La violoncelliste – anglaise, comme son nom ne l’indique pas – fut réellement une apparition fulgurante, et un coffret qui reprend quelques-uns de ses principaux enregistrements avec orchestre1 en témoigne : y figurent huit concertos : le 1er de Haydn – découvert en 1961 –, ceux de Boccherini, de Schumann, de Monn (milieu du XVIIIe siècle), de Dvorak, de Delius, le 1er de Saint-Saëns, et enfin le Concerto d’Elgar, suivis par Don Quichotte de Richard Strauss.
Il y a eu de superbes violoncellistes – comme Casals, Navarra, Fournier, Tortelier – il y en a encore, Anne Gastinel, par exemple ; mais ce qui rend Jacqueline du Pré unique, c’est la fougue extraordinaire qui l’anime, soutenue par une technique sans faille et un son chaud et plein, qui font que l’on ne peut la comparer qu’à Maxim Vengerov (violon) aujourd’hui. Même les afféteries post-baroques de Monn, même les mondanités musicales de Saint- Saëns sont jouées par elle comme si sa vie était en jeu. Mais, bien entendu, les Concertos de Dvorak, de Schumann, et plus encore celui d’Elgar, semblent être sa musique.
Pour le moment, aucun autre enregistrement de ces œuvres n’atteint à une telle émotion.
Maxim Vengerov, lui, est bien vivant, et vient d’enregistrer, avec le London Symphony dirigé par Rostropovitch (avec qui il avait joué au Barbican, à Londres, pour le 200e anniversaire de l’X, le 1er Concerto de Chostakovitch), les Concertos de Schedrin (Chédrine) et de Stravinski, et la Sérénade mélancolique de Tchaïkovski2. Le Concerto de Schedrin est dédié à Vengerov ; c’est une de ces œuvres de musique contemporaine comme on aimerait en découvrir plus souvent, ayant digéré les acquis de l’école de Vienne mais rien moins que cérébrale, chaleureuse et très russe… comme le Concerto de Stravinski, tendre, drôle et vif, rappelant l’Histoire du Soldat. Quant à la Sérénade de Tchaïkovski, le jeu de Vengerov est merveilleusement adapté à son lyrisme amer et exacerbé.

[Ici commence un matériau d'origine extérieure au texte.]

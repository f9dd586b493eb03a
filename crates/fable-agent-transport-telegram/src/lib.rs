#![deny(missing_docs)]
//! Telegram transport adapter for Fable Agent.

/// Telegram-specific bot/transport implementation.
pub mod bot;
/// Telegram transport configuration.
pub mod config;
/// Telegram dispatch schema and delegation pipeline.
pub mod runner;
use async_trait::async_trait;
use dotenvy::dotenv;
use fable_agent_runtime::EnvRuntime;
use fable_agent_transport_telegram::bot::{MessageManager, TelegramClient};
use fable_agent_transport_telegram::config::TelegramSettings;
use regex::Regex;
use std::io::{self, Write};
use std::sync::Arc;
use teloxide::prelude::*;
use tracing::{error, info};
use tracing_subscriber::{prelude::*, EnvFilter};

/// Scrubs secrets out of log lines before they reach the terminal.
///
/// Rules are applied in order; each pair is a pattern and its
/// replacement text.
struct LogSanitizer {
    rules: Vec<(Regex, &'static str)>,
}

impl LogSanitizer {
    /// Compile the sanitizer rules.
    ///
    /// # Errors
    ///
    /// Returns an error if any pattern fails to compile.
    fn new() -> Result<Self, regex::Error> {
        let rules = vec![
            (
                Regex::new(r"(https?://[^/]+/bot)([0-9]+:[A-Za-z0-9_-]+)(/['\s]*)")?,
                "$1[TELEGRAM_TOKEN]$3",
            ),
            (
                Regex::new(r"([0-9]{8,10}:[A-Za-z0-9_-]{35})")?,
                "[TELEGRAM_TOKEN]",
            ),
            (
                Regex::new(r"(bot[0-9]{8,10}:)[A-Za-z0-9_-]+")?,
                "$1[TELEGRAM_TOKEN]",
            ),
            (
                Regex::new(r"BACKEND_TOKEN=[^\s&]+")?,
                "BACKEND_TOKEN=[MASKED]",
            ),
            (
                Regex::new(r"(?i)(authorization: ?bearer )\S+")?,
                "$1[MASKED]",
            ),
        ];
        Ok(Self { rules })
    }

    fn scrub(&self, input: &str) -> String {
        let mut output = input.to_string();
        for (pattern, replacement) in &self.rules {
            output = pattern.replace_all(&output, *replacement).into_owned();
        }
        output
    }
}

struct SanitizingWriter<W: Write> {
    inner: W,
    sanitizer: Arc<LogSanitizer>,
}

impl<W: Write> SanitizingWriter<W> {
    const fn new(inner: W, sanitizer: Arc<LogSanitizer>) -> Self {
        Self { inner, sanitizer }
    }
}

impl<W: Write> Write for SanitizingWriter<W> {
    fn write(&mut self, buf: &[u8]) -> io::Result<usize> {
        let line = String::from_utf8_lossy(buf);
        self.inner.write_all(self.sanitizer.scrub(&line).as_bytes())?;
        // The contract wants the consumed input length; the scrubbed
        // output may be shorter or longer than the input.
        Ok(buf.len())
    }

    fn flush(&mut self) -> io::Result<()> {
        self.inner.flush()
    }
}

/// Demo message manager: echoes text messages back to the sender.
struct EchoManager;

#[async_trait]
impl MessageManager for EchoManager {
    async fn handle_message(&self, bot: &Bot, msg: &Message) -> anyhow::Result<()> {
        let reply = match msg.text() {
            Some(text) => format!("You said: {text}"),
            None => "I can only read text messages for now.".to_string(),
        };
        bot.send_message(msg.chat.id, reply).await?;
        Ok(())
    }
}

#[tokio::main]
async fn main() {
    dotenv().ok();

    // Sanitizer rules must compile before any logging is set up.
    let sanitizer = match LogSanitizer::new() {
        Ok(sanitizer) => Arc::new(sanitizer),
        Err(e) => {
            eprintln!("Failed to compile log sanitizer rules: {e}");
            std::process::exit(1);
        }
    };
    init_logging(sanitizer);

    info!("Starting Fable Agent Telegram Bot...");

    let settings = init_settings();
    let runtime = EnvRuntime::new();

    let client = TelegramClient::new(&settings.telegram_token, &runtime, Arc::new(EchoManager));
    if let Err(e) = client.start().await {
        error!("Failed to start Telegram bot: {e}");
        std::process::exit(1);
    }

    client.wait_until_stopped().await;
}

fn init_logging(sanitizer: Arc<LogSanitizer>) {
    let make_writer = move || SanitizingWriter::new(io::stderr(), Arc::clone(&sanitizer));

    // DEBUG_MODE switches the whole process to verbose logging.
    let debug_mode = std::env::var("DEBUG_MODE").is_ok_and(|v| v == "true" || v == "1");

    let filter = if debug_mode {
        EnvFilter::try_from_default_env().unwrap_or_else(|_| EnvFilter::new("debug"))
    } else {
        EnvFilter::try_from_default_env().unwrap_or_else(|_| {
            EnvFilter::new(
                "fable_agent_runtime=info,fable_agent_transport_telegram=info,fable_agent_telegram_bot=info,teloxide=warn,hyper=warn,h2=error,reqwest=warn,tokio=warn,tower=warn",
            )
        })
    };

    tracing_subscriber::registry()
        .with(filter)
        .with(tracing_subscriber::fmt::layer().with_writer(make_writer))
        .init();
}

fn init_settings() -> TelegramSettings {
    match TelegramSettings::new() {
        Ok(settings) => {
            info!("Configuration loaded successfully.");
            settings
        }
        Err(e) => {
            error!("Failed to load telegram configuration: {}", e);
            std::process::exit(1);
        }
    }
}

Nikolaï Luganski, pianiste, Marcelo Alvarez, ténor, Gérard Lesne, alto
Il est admis que Luganski est un des grands de la nouvelle école russe, une sorte de Guillels de demain, et son enregistrement des Études des opus 10 et 25 de Chopin donne à chacun la possibilité de juger sur pièces3.
Technique éblouissante, toucher subtil, tout est là pour une interprétation exemplaire. Et pourtant, il y manque ce presque rien, cette touche de génie perceptible on ne sait comment, que possèdent Vengerov et Fazil Say, et que seule la vie pourra conférer à Luganski, si le succès tôt venu ne l’en dispense pas.

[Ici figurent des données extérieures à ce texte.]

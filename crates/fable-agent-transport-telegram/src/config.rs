//! Transport configuration: Telegram credentials and trader-backend settings.

use config::{Config, ConfigError, Environment, File};
use fable_agent_runtime::settings::keys;
use fable_agent_runtime::AgentRuntime;
use serde::{Deserialize, Serialize};

/// Telegram credentials for the transport.
#[derive(Debug, Deserialize, Serialize, Clone, Default)]
pub struct TelegramSettings {
    /// Bot API token used to authenticate with Telegram.
    pub telegram_token: String,
}

impl TelegramSettings {
    /// Load the settings from configuration files and the environment.
    ///
    /// # Errors
    ///
    /// Returns a `ConfigError` when the configuration cannot be read or
    /// the token is missing.
    pub fn new() -> Result<Self, ConfigError> {
        build_config()?.try_deserialize()
    }
}

/// Build the layered configuration used by the transport.
///
/// # Errors
///
/// Returns a `ConfigError` if any source fails to load.
pub fn build_config() -> Result<Config, ConfigError> {
    let run_mode = std::env::var("RUN_MODE").unwrap_or_else(|_| "development".into());

    Config::builder()
        // Layering order: files first, then environment overrides
        .add_source(File::with_name("config/default").required(false))
        .add_source(File::with_name(&format!("config/{run_mode}")).required(false))
        // Local overrides stay out of version control
        .add_source(File::with_name("config/local").required(false))
        // Prefixed variables use APP_SECTION__KEY naming
        .add_source(Environment::with_prefix("APP").separator("__"))
        // Bare variables like TELEGRAM_TOKEN apply last; empty values
        // count as unset
        .add_source(Environment::default().ignore_empty(true))
        .build()
}

/// Trader-backend settings resolved once from the agent runtime.
#[derive(Debug, Clone, Default)]
pub struct BackendSettings {
    /// Base URL of the recommender backend.
    pub backend_url: Option<String>,
    /// Bearer token for the recommender backend.
    pub backend_token: Option<String>,
    /// Whether trader-mode recommender registration is enabled.
    pub trader_mode: bool,
}

impl BackendSettings {
    /// Resolve backend settings from the runtime.
    ///
    /// Each key is read exactly once; the transport never re-reads the
    /// runtime while running.
    #[must_use]
    pub fn from_runtime(runtime: &dyn AgentRuntime) -> Self {
        let trader_mode = runtime
            .get_setting(keys::TG_TRADER)
            .is_some_and(|v| parse_flag(&v));

        Self {
            backend_url: runtime.get_setting(keys::BACKEND_URL),
            backend_token: runtime.get_setting(keys::BACKEND_TOKEN),
            trader_mode,
        }
    }
}

fn parse_flag(value: &str) -> bool {
    let v = value.trim();
    v == "true" || v == "1"
}

/// Default timeout (seconds) for backend HTTP calls.
pub const BACKEND_HTTP_TIMEOUT_SECS: u64 = 30;

/// Get the backend HTTP timeout from env or default.
///
/// Environment variable: `BACKEND_HTTP_TIMEOUT_SECS`.
#[must_use]
pub fn get_backend_http_timeout_secs() -> u64 {
    std::env::var("BACKEND_HTTP_TIMEOUT_SECS")
        .ok()
        .and_then(|s| s.parse().ok())
        .unwrap_or(BACKEND_HTTP_TIMEOUT_SECS)
}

Marcelo Alvarez est un excellent ténor argentin qui a entrepris d’enregistrer les tangos mythiques du légendaire Carlos Gardel, né à Toulouse4 et Argentin lui aussi. Ils y sont tous, El dia que me quieras, Por una cabeza, Golondrinas, etc. Le style bel canto d’Alvarez choque un peu dès l’abord, surtout comparé à la voix rauque et chaude de Gardel, avec qui le CD le réunit en un improbable et virtuel duo (le tango Mi Buenos Aires querido).
Mais la qualité des musiciens, parmi lesquels Nestor Marconi au bandonéon, fait de ce disque un petit bonheur, que l’on écoutera en cachette, délaissant un instant Bach et Mahler, avec une bouteille d’un bon vin bien tannique, à l’ombre d’un feuillage automnal qui porte à la mélancolie.
Tout aussi automnale et plus mélancolique encore est l’Ode sur la mort de M. Henry Purcell, de John Blow (1649- 1708), qu’ont enregistrée Gérard Lesne, Steve Dugardin, alto lui aussi, et l’ensemble “ La Canzona ”5. C’était une époque où l’on savait écrire, sur un poème conventionnel, à l’occasion d’un événement officiel, une musique exquise et rien moins qu’ennuyeuse. Purcell avait été l’élève de Blow, le dépassa, et mourut avant lui.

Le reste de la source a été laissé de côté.